Sunday, July 01, 2007

The Female Narcissist by Irene Matiatos - Part 2


The Devil in disguise

The apparent angel is the devil in disguise.

A compulsive liar who needs to mislead to maintain her unblemished facade, Dana is not a mean or cruel person. This young woman really wants to do the right thing. While she derives a measure of immediate satisfaction from her cruelty, when forced to face her behavior, she is not happy she mistreats others. After all, a misbehavior is not in keeping with her perfect image of herself! When reality occasionally hits her and she is confronted with her condescending acts, she becomes upset with herself, often in tears.

For a short time.

Soon all is forgotten. Time heals or she takes solace in blaming others.

When she presents her selectively-presented view, it sounds compelling. Until one realizes nothing ever seems to be her issue. Someone or something else is to blame — or the entire topic is dropped. No matter how much she has vowed to correct these behaviors, she does not.

She cannot because she will not.


Why, why, why?

She cannot because she chooses not to face the truth about herself. She cannot face that her nature is in fact dark and very imperfect. She cannot face that she is no more special, no more unique, no more perfect than anybody else.

Unthinkable!

What can she possibly fall back on if she were to simply enjoy her many assets as well as accept and work around the impact of her many deficits?

She believes special rules apply to her, and she is not willing to give these up without a struggle. She's secretly glad others haven't figured out how to be as special as she is. Giving up her specialness is unthinkable. It does not feel good.


How, how, how?

Keep in mind that narcissism is a lifelong pattern developing from childhood and believed to have a biological basis. If deception and pretense have provided a lifetime of comforts and esteem supplies, why mess things up? Isn't it more satisfying to concern herself with gratification in the moment? Why work when you can instead do just enough to get by? Better to spend that energy cultivating one's external assets and targets. These yield immediate rewards.

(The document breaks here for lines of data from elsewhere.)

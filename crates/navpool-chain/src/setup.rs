use alloy_primitives::utils::{parse_units, ParseUnits};
use alloy_primitives::{Address, U256};
use navpool_core::types::InitializationPlan;
use navpool_core::{Result, SetupConfig, SetupError};
use navpool_pricing::{PlanAccounts, PriceInitializer};
use std::sync::Arc;
use tracing::{info, warn};

use crate::client::ChainClient;
use crate::executor::{log_report, total_gas_used, ExecutionReport, PlanExecutor};
use crate::nav::resolve_nav;

/// One `setup` invocation
#[derive(Debug, Clone)]
pub struct SetupRequest {
    pub vault: Address,
    /// Whole quote units; `PoolSettings::default_deposit_amount` when absent
    pub amount: Option<String>,
    pub dry_run: bool,
}

#[derive(Debug)]
pub enum SetupOutcome {
    /// Plan built and logged, nothing sent
    DryRun { plan: InitializationPlan },
    Executed {
        plan: InitializationPlan,
        report: ExecutionReport,
    },
}

impl SetupOutcome {
    pub fn plan(&self) -> &InitializationPlan {
        match self {
            Self::DryRun { plan } | Self::Executed { plan, .. } => plan,
        }
    }

    pub fn is_success(&self) -> bool {
        match self {
            Self::DryRun { .. } => true,
            Self::Executed { report, .. } => report.is_success(),
        }
    }

    /// Process exit code: 0 only when every submitted step landed
    pub fn exit_code(&self) -> i32 {
        if self.is_success() {
            0
        } else {
            1
        }
    }
}

/// Read chain state for `request.vault`, build the plan and, unless dry-running,
/// execute it.
///
/// Every `Err` is raised before the first transaction is sent. Failures during
/// execution come back as `SetupOutcome::Executed` with a failed report.
pub async fn run_setup<C: ChainClient + ?Sized>(
    client: Arc<C>,
    config: &SetupConfig,
    request: &SetupRequest,
) -> Result<SetupOutcome> {
    let chain_id = client.chain_id().await?;
    if chain_id != config.chain_id {
        return Err(SetupError::ChainIdMismatch {
            expected: config.chain_id,
            actual: chain_id,
        });
    }

    let vault = request.vault;
    let share_token = client.read_share_token(vault).await?;
    let share_decimals = client.read_token_decimals(share_token).await?;
    let quote_decimals = client.read_token_decimals(config.quote_token).await?;

    let amount = request
        .amount
        .as_deref()
        .unwrap_or(&config.pool.default_deposit_amount);
    let deposit_amount = parse_deposit_amount(amount, quote_decimals)?;

    info!(
        vault = %vault,
        share_token = %share_token,
        share_decimals = share_decimals,
        quote_decimals = quote_decimals,
        deposit = %amount,
        "Vault resolved"
    );

    let nav = resolve_nav(
        client.as_ref(),
        config.nav_engine,
        config.pool.default_nav,
        vault,
    )
    .await?;

    let initializer = PriceInitializer::new(config.pool.clone()).with_hooks(config.hooks);
    let plan = initializer.prepare(
        nav,
        share_decimals,
        quote_decimals,
        deposit_amount,
        PlanAccounts {
            vault,
            share_token,
            quote_token: config.quote_token,
            pool_manager: config.pool_manager,
            liquidity_router: config.liquidity_router,
        },
    )?;
    log_plan(&plan)?;

    if request.dry_run {
        warn!("Dry run, no transactions sent");
        return Ok(SetupOutcome::DryRun { plan });
    }

    let executor = PlanExecutor::new(client);
    executor.preflight(&plan, config.quote_token).await?;

    let report = executor.execute(&plan).await;
    log_report(&report);
    info!(gas_used = %total_gas_used(&report), "Execution finished");

    Ok(SetupOutcome::Executed { plan, report })
}

/// Parse a positive decimal amount of whole units into raw units
pub fn parse_deposit_amount(amount: &str, decimals: u8) -> Result<U256> {
    let parsed = parse_units(amount, decimals)
        .map_err(|e| SetupError::InvalidAmount(format!("{}: {}", amount, e)))?;

    let value = match parsed {
        ParseUnits::U256(value) => value,
        ParseUnits::I256(value) if !value.is_negative() => value.into_raw(),
        ParseUnits::I256(_) => {
            return Err(SetupError::InvalidAmount(format!("{} is negative", amount)))
        }
    };

    if value.is_zero() {
        return Err(SetupError::InvalidAmount(format!("{} must be positive", amount)));
    }
    Ok(value)
}

fn log_plan(plan: &InitializationPlan) -> Result<()> {
    let pool_id = plan.pool_key.pool_id()?;
    info!(
        pool_id = %pool_id,
        currency0 = %plan.pool_key.currency0,
        currency1 = %plan.pool_key.currency1,
        fee = plan.pool_key.fee,
        tick_spacing = plan.pool_key.tick_spacing,
        sqrt_price_x96 = %plan.price.sqrt_price_x96,
        tick = plan.price.tick,
        tick_lower = plan.range.tick_lower,
        tick_upper = plan.range.tick_upper,
        liquidity = plan.liquidity,
        amount0_max = %plan.amount0_max,
        amount1_max = %plan.amount1_max,
        "Initialization plan"
    );
    for (index, call) in plan.calls.iter().enumerate() {
        info!(
            index = index + 1,
            step = %call.step,
            target = %call.target,
            "{}",
            call.description
        );
    }
    Ok(())
}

After all, the only thing she compromises is her Self, her integrity, her relationships. All the things she has never known or understood, but thinks she knows well.


Trustworthiness

With all these issues, the narcissistic woman (or man for that matter) cannot be trusted. They are not trustworthy — unless they are expending energy pretending to be trustworthy. So, at best, their trustworthiness is inconsistent. Like the male abuser, her moods are unpredictable. When frustrated, the energy demands of being "on" are too great. Her frustration slips away from her — and spills onto anybody unfortunate enough to be in the way.


In a nutshell


To feel whole, a woman like Dana needs to be the center of attention, be the prettiest, the most fortunate, the most talented, the bestest. She cultivates others who will be manipulated by her to admire her, adore her, inflate her, love her, and overlook her pretense, lies and half-truths.

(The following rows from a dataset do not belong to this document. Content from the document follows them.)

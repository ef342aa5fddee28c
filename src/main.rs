use alloy_primitives::Address;
use clap::{Parser, Subcommand};
use navpool_chain::{run_setup, AlloyChainClient, SetupRequest};
use navpool_core::SetupConfig;
use std::sync::Arc;
use tracing::{error, info, Level};
use tracing_subscriber::EnvFilter;

#[derive(Parser)]
#[command(name = "navpool-setup", version, about = "Bootstrap a NAV-priced share/USDC pool")]
struct Cli {
    #[command(subcommand)]
    command: Command,
}

#[derive(Subcommand)]
enum Command {
    /// Deposit into a vault, initialize its share pool at NAV and seed liquidity
    Setup {
        /// Vault address
        vault: Address,

        /// Quote currency to deposit, in whole units (e.g. 1000 or 12.5)
        #[arg(long)]
        amount: Option<String>,

        /// Read chain state and print the plan without sending transactions
        #[arg(long)]
        dry_run: bool,
    },
}

#[tokio::main]
async fn main() -> anyhow::Result<()> {
    // Load .env file (ignore if not found)
    dotenvy::dotenv().ok();

    tracing_subscriber::fmt()
        .with_env_filter(
            EnvFilter::from_default_env()
                .add_directive(Level::INFO.into())
                .add_directive("navpool_chain=info".parse()?)
                .add_directive("navpool_pricing=info".parse()?),
        )
        .init();

    let cli = Cli::parse();

    let config = match SetupConfig::load() {
        Ok(config) => {
            info!(
                chain_id = config.chain_id,
                pool_manager = %config.pool_manager,
                nav_engine = ?config.nav_engine,
                quote_token = %config.quote_token,
                liquidity_router = %config.liquidity_router,
                "Configuration loaded from deployment"
            );
            config
        }
        Err(e) => {
            error!(error = %e, "Failed to load configuration");
            std::process::exit(1);
        }
    };

    let Command::Setup {
        vault,
        amount,
        dry_run,
    } = cli.command;

    let client = match AlloyChainClient::new(
        &config.rpc_url,
        &config.private_key,
        config.execution.tx_timeout,
    ) {
        Ok(client) => Arc::new(client),
        Err(e) => {
            error!(error = %e, "Failed to create chain client");
            std::process::exit(1);
        }
    };

    let request = SetupRequest {
        vault,
        amount,
        dry_run,
    };

    match run_setup(client, &config, &request).await {
        Ok(outcome) if outcome.is_success() => {
            info!(vault = %vault, "Setup complete");
            Ok(())
        }
        Ok(outcome) => std::process::exit(outcome.exit_code()),
        Err(e) => {
            if e.is_compute_error() {
                error!(error = %e, "Pricing inputs rejected, nothing was sent");
            } else {
                error!(error = %e, "Setup failed before any transaction was sent");
            }
            std::process::exit(1);
        }
    }
}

If she is questioned, she distances. This simple yet effective technique invariably affects the codependents in her life. On cue, they lay low and let the issue drop or chase her, thinking they must have done something wrong, worrying that she won't want to be with them. Should an admirer truly believe in her specialness, and try too hard to win her, they are treated with contempt instead of charity. These people represent that which she despises: only the weak and common permit themselves to be demeaned.

The bottom line is that this very beautiful, very charming (and extremely manipulative) young woman has absolutely no concern for others apart from those who are in a position to provide her with narcissistic supplies.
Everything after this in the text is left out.